Another feature of the regulation changes is a new section that sets 60 days as the deadline for submitting supplemental reports in unrepresented cases. The current regulations are silent on how promptly such reports should be submitted.

The proposed regulations amplify the current definition of face-to-face time by saying this standard is met when the evaluation is "in direct face-to-face physical contact with an injured worker." The word "physical" was added in the new regulation. Likewise, the regulation says face to face time can’t be considered as "time spent by the injured working in a waiting room or area." Kizer said he expects the face-to-face wording to be further refined after public input is received.

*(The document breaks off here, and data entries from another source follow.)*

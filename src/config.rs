// Copyright (c) 2025 Nikolay Denev <ndenev@gmail.com>
// SPDX-License-Identifier: BSD-3-Clause

//! Configuration for paas-router
//!
//! Settings are layered, later layers winning:
//! 1. ~/.paas-router/config.json
//! 2. PAAS_ADMIN_URL / KUBE_CONFIG_DIR environment variables
//! 3. Command line flags
//!
//! All paas-router data is stored under ~/.paas-router/:
//! - ~/.paas-router/config.json - user configuration
//! - ~/.paas-router/log/ - rolling log files

use anyhow::{Context, Result};
use serde::{Deserialize, Serialize};
use std::fs;
use std::path::{Path, PathBuf};
use std::time::Duration;

/// Admin service address, without scheme
pub const ADMIN_URL_ENV: &str = "PAAS_ADMIN_URL";

/// Directory holding one kubeconfig per cluster id
pub const CREDENTIAL_DIR_ENV: &str = "KUBE_CONFIG_DIR";

const DEFAULT_REFRESH_TIMEOUT: Duration = Duration::from_secs(10);
const DEFAULT_PROBE_TIMEOUT: Duration = Duration::from_secs(10);

/// Get the base paas-router directory (~/.paas-router/)
pub fn base_dir() -> Result<PathBuf> {
    dirs::home_dir()
        .map(|p| p.join(".paas-router"))
        .context("Could not determine home directory")
}

#[derive(Debug, Clone, Default, PartialEq, Serialize, Deserialize)]
pub struct Config {
    /// Admin service host[:port]
    #[serde(default, skip_serializing_if = "Option::is_none")]
    pub admin_service_address: Option<String>,
    #[serde(default, skip_serializing_if = "Option::is_none")]
    pub credential_base_dir: Option<PathBuf>,
    #[serde(default, skip_serializing_if = "Option::is_none")]
    pub refresh_timeout_secs: Option<u64>,
    #[serde(default, skip_serializing_if = "Option::is_none")]
    pub probe_timeout_secs: Option<u64>,
    /// Build clients for ids missing from the registry
    #[serde(default)]
    pub allow_unregistered: bool,
}

/// Values given on the command line
#[derive(Debug, Clone, Default)]
pub struct ConfigOverrides {
    pub admin_service_address: Option<String>,
    pub credential_base_dir: Option<PathBuf>,
    pub refresh_timeout_secs: Option<u64>,
    pub probe_timeout_secs: Option<u64>,
    pub allow_unregistered: bool,
}

impl Config {
    /// Load config from disk, or return default if not found
    pub fn load() -> Result<Self> {
        Self::load_from(&Self::config_path()?)
    }

    pub fn load_from(path: &Path) -> Result<Self> {
        if path.exists() {
            let content = fs::read_to_string(path)
                .with_context(|| format!("Failed to read config file: {}", path.display()))?;
            let config: Config = serde_json::from_str(&content)
                .with_context(|| format!("Failed to parse config file: {}", path.display()))?;
            Ok(config)
        } else {
            Ok(Config::default())
        }
    }

    /// Config file, then process environment, then `overrides`
    pub fn resolve(overrides: &ConfigOverrides) -> Result<Self> {
        Ok(Self::load()?
            .with_env(|key| std::env::var(key).ok())
            .with_overrides(overrides))
    }

    /// Overlay environment values; empty values count as unset
    pub fn with_env(mut self, lookup: impl Fn(&str) -> Option<String>) -> Self {
        let var = |key: &str| {
            lookup(key)
                .map(|v| v.trim().to_string())
                .filter(|v| !v.is_empty())
        };
        if let Some(address) = var(ADMIN_URL_ENV) {
            self.admin_service_address = Some(address);
        }
        if let Some(dir) = var(CREDENTIAL_DIR_ENV) {
            self.credential_base_dir = Some(PathBuf::from(dir));
        }
        self
    }

    pub fn with_overrides(mut self, overrides: &ConfigOverrides) -> Self {
        if let Some(ref address) = overrides.admin_service_address {
            self.admin_service_address = Some(address.clone());
        }
        if let Some(ref dir) = overrides.credential_base_dir {
            self.credential_base_dir = Some(dir.clone());
        }
        if overrides.refresh_timeout_secs.is_some() {
            self.refresh_timeout_secs = overrides.refresh_timeout_secs;
        }
        if overrides.probe_timeout_secs.is_some() {
            self.probe_timeout_secs = overrides.probe_timeout_secs;
        }
        self.allow_unregistered |= overrides.allow_unregistered;
        self
    }

    pub fn refresh_timeout(&self) -> Duration {
        self.refresh_timeout_secs
            .map(Duration::from_secs)
            .unwrap_or(DEFAULT_REFRESH_TIMEOUT)
    }

    pub fn probe_timeout(&self) -> Duration {
        self.probe_timeout_secs
            .map(Duration::from_secs)
            .unwrap_or(DEFAULT_PROBE_TIMEOUT)
    }

    /// Save config to disk
    pub fn save(&self) -> Result<()> {
        self.save_to(&Self::config_path()?)
    }

    /// Write via a temp file and rename so readers never see a partial file
    pub fn save_to(&self, path: &Path) -> Result<()> {
        use tempfile::NamedTempFile;

        let parent = path.parent().unwrap_or_else(|| Path::new("."));
        fs::create_dir_all(parent)
            .with_context(|| format!("Failed to create config directory: {}", parent.display()))?;

        let content = serde_json::to_string_pretty(self).context("Failed to serialize config")?;
        let temp_file = NamedTempFile::new_in(parent).context("Failed to create temp file")?;
        fs::write(temp_file.path(), content)
            .with_context(|| format!("Failed to write temp file {:?}", temp_file.path()))?;
        temp_file
            .persist(path)
            .with_context(|| format!("Failed to write config file: {}", path.display()))?;

        Ok(())
    }

    /// Persist command line values on top of the config file
    ///
    /// Environment values are left out so they stay process-scoped.
    pub fn save_overrides(overrides: &ConfigOverrides) -> Result<Self> {
        Self::save_overrides_to(&Self::config_path()?, overrides)
    }

    pub fn save_overrides_to(path: &Path, overrides: &ConfigOverrides) -> Result<Self> {
        let config = Self::load_from(path)?.with_overrides(overrides);
        config.save_to(path)?;
        Ok(config)
    }

    /// Get the config file path (~/.paas-router/config.json)
    pub fn config_path() -> Result<PathBuf> {
        Ok(base_dir()?.join("config.json"))
    }
}
/// Port the underlying router's config endpoint listens on when no explicit
/// URL is configured.
const UNDERLYING_CONFIG_PORT: &str = "8080";

/// Per-call request options. The defaults describe a plain GET.
#[derive(Debug, Clone, Default)]
pub struct RequestOptions {
    pub method: Option<HttpMethod>,
    pub body: Option<String>,
    pub headers: BTreeMap<String, String>,
    pub timeout_ms: Option<u64>,
}

/// Client bound to one settings snapshot.
///
/// Cheap to clone; rebuild it when settings change.
#[derive(Clone)]
pub struct ApiClient {
    http: Arc<dyn HttpClient>,
    base_url: String,
    auth: HttpAuth,
    timeout_ms: u64,
    config_url: Option<String>,
    underlying_config_url: Option<String>,
    config_cache: ResponseCache,
}

impl ApiClient {
    /// Client over the production reqwest transport.
    pub fn new(settings: &Settings) -> Self {
        Self::with_http_client(Arc::new(ReqwestHttpClient::new()), settings)
    }

    /// Client over an injected transport (used by tests and tooling).
    pub fn with_http_client(http: Arc<dyn HttpClient>, settings: &Settings) -> Self {
        Self {
            http,
            base_url: settings.base_url.trim_end_matches('/').to_owned(),
            auth: HttpAuth::from_credentials(settings.credentials()),
            timeout_ms: DEFAULT_TIMEOUT_MS,
            config_url: settings.config_url.clone().filter(|url| !url.trim().is_empty()),
            underlying_config_url: settings
                .underlying_config_url
                .clone()
                .filter(|url| !url.trim().is_empty()),
            config_cache: ResponseCache::with_default_ttl(),
        }
    }

    /// Replace the per-call timeout budget used for every request.
    pub fn with_timeout_ms(mut self, timeout_ms: u64) -> Self {
        self.timeout_ms = timeout_ms;
        self
    }

    /// Disable caching of config lookups.
    pub fn without_config_cache(mut self) -> Self {
        self.config_cache = ResponseCache::disabled();
        self
    }

    /// Perform one request and decode the body leniently.
    ///
    /// `path_or_url` is joined to the configured base URL unless it is
    /// already absolute. Returns `Ok(None)` when the response was a 2xx but
    /// not valid JSON.
    pub async fn request_json(
        &self,
        path_or_url: &str,
        options: RequestOptions,
    ) -> ApiResult<Option<Value>> {
        let target = if path_or_url.starts_with("http://") || path_or_url.starts_with("https://") {
            path_or_url.to_owned()
        } else {
            format!("{}{}", self.base_url, path_or_url)
        };

        // An empty or relative target means the base URL was never set.
        if !target.starts_with("http") {
            return Err(ApiError::NotConfigured);
        }

        tracing::debug!(url = %target, "router api request");

        let mut request = HttpRequest::new(options.method.unwrap_or(HttpMethod::Get), target)
            .with_timeout_ms(options.timeout_ms.unwrap_or(self.timeout_ms))
            .with_header("Content-Type", "application/json")
            .with_auth(&self.auth);
        for (name, value) in options.headers {
            // Caller-supplied headers win on conflict.
            request = request.with_header(name, value);
        }
        if let Some(body) = options.body {
            request = request.with_body(body);
        }

        match self.http.execute(request).await {
            Err(error) if error.timed_out() => Err(ApiError::Timeout),
            Err(error) => Err(ApiError::Network(error.message().to_owned())),
            Ok(response) if !response.is_success() => {
                let body = response.body.trim();
                let message = if body.is_empty() {
                    format!("Request failed ({})", response.status)
                } else {
                    body.to_owned()
                };
                Err(ApiError::Status {
                    status: response.status,
                    message,
                })
            }
            Ok(response) => Ok(serde_json::from_str(&response.body).ok()),
        }
    }

    async fn get_json(&self, path: &str) -> ApiResult<Option<Value>> {
        self.request_json(path, RequestOptions::default()).await
    }

    /// `GET /healthcheck`; absent when the body did not decode.
    pub async fn get_health(&self) -> ApiResult<Option<RouterHealth>> {
        let data = self.get_json("/healthcheck").await?;
        Ok(normalize_health(data.as_ref()))
    }

    /// `GET /blockchain/balance`, normalized to whole units.
    pub async fn get_balance(&self) -> ApiResult<BlockchainBalance> {
        let data = self.get_json("/blockchain/balance").await?;
        Ok(normalize_balance(data.as_ref()))
    }

    /// `GET /blockchain/providers`, bare or keyed list accepted.
    pub async fn get_providers(&self) -> ApiResult<Vec<Provider>> {
        let data = self.get_json("/blockchain/providers").await?;
        Ok(normalize_providers(data.as_ref()))
    }

    /// `GET /blockchain/models`, bare or keyed list accepted.
    pub async fn get_models(&self) -> ApiResult<Vec<Model>> {
        let data = self.get_json("/blockchain/models").await?;
        Ok(normalize_models(data.as_ref()))
    }

    /// `GET /blockchain/providers/{id}/bids` for one provider.
    pub async fn get_provider_bids(&self, provider_id: &str) -> ApiResult<Vec<Bid>> {
        let path = format!(
            "/blockchain/providers/{}/bids",
            urlencoding::encode(provider_id)
        );
        let data = self.get_json(&path).await?;
        Ok(normalize_bids(data.as_ref()))
    }

    /// Router `/config`, honoring the explicit override URL. Config rarely
    /// changes while the dashboard runs, so responses are served from a
    /// short-lived cache.
    pub async fn get_config(&self) -> ApiResult<Option<RouterConfig>> {
        let url = self
            .config_url
            .clone()
            .unwrap_or_else(|| format!("{}/config", self.base_url));
        let data = self.cached_json(&url).await?;
        Ok(data.and_then(|value| serde_json::from_value(value).ok()))
    }

    /// Config of the underlying router, defaulting to the same host on
    /// port 8080. Returned raw: its schema is not ours to model.
    pub async fn get_underlying_config(&self) -> ApiResult<Option<Value>> {
        let url = self.underlying_config_url.clone().unwrap_or_else(|| {
            if self.base_url.is_empty() {
                String::new()
            } else {
                format!(
                    "{}/config",
                    swap_port(&self.base_url, UNDERLYING_CONFIG_PORT)
                )
            }
        });
        self.cached_json(&url).await
    }

    async fn cached_json(&self, url: &str) -> ApiResult<Option<Value>> {
        if let Some(hit) = self.config_cache.get(url).await {
            return Ok(hit);
        }
        let data = self.request_json(url, RequestOptions::default()).await?;
        self.config_cache.put(url, data.clone()).await;
        Ok(data)
    }
}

Face-to-face time became an issue last year when an Orange County doctor was hit with 67 felony charges because he counted the time patients spent in the waiting room as face-to-face time. A judge threw out the case, which was based on an alleged violation of a Labor Code Section, not the IMC’s regulations.


"We’ve had complaints that some physicians don’t get supplemental

reports to parties in a timely manner."

---David Kizer, IMC attorney


The regulation update includes a section that allows physicians who are retired due to a disability to qualify as a QME under special ""retired physician""status by having 10 years experience in worker’s compensation medicine. The standard is higher for other retired doctors.

Kizer said several forms used by doctors and injured workers have been updated, "We tried to give them more information, and at the same time we tried to simplify the forms."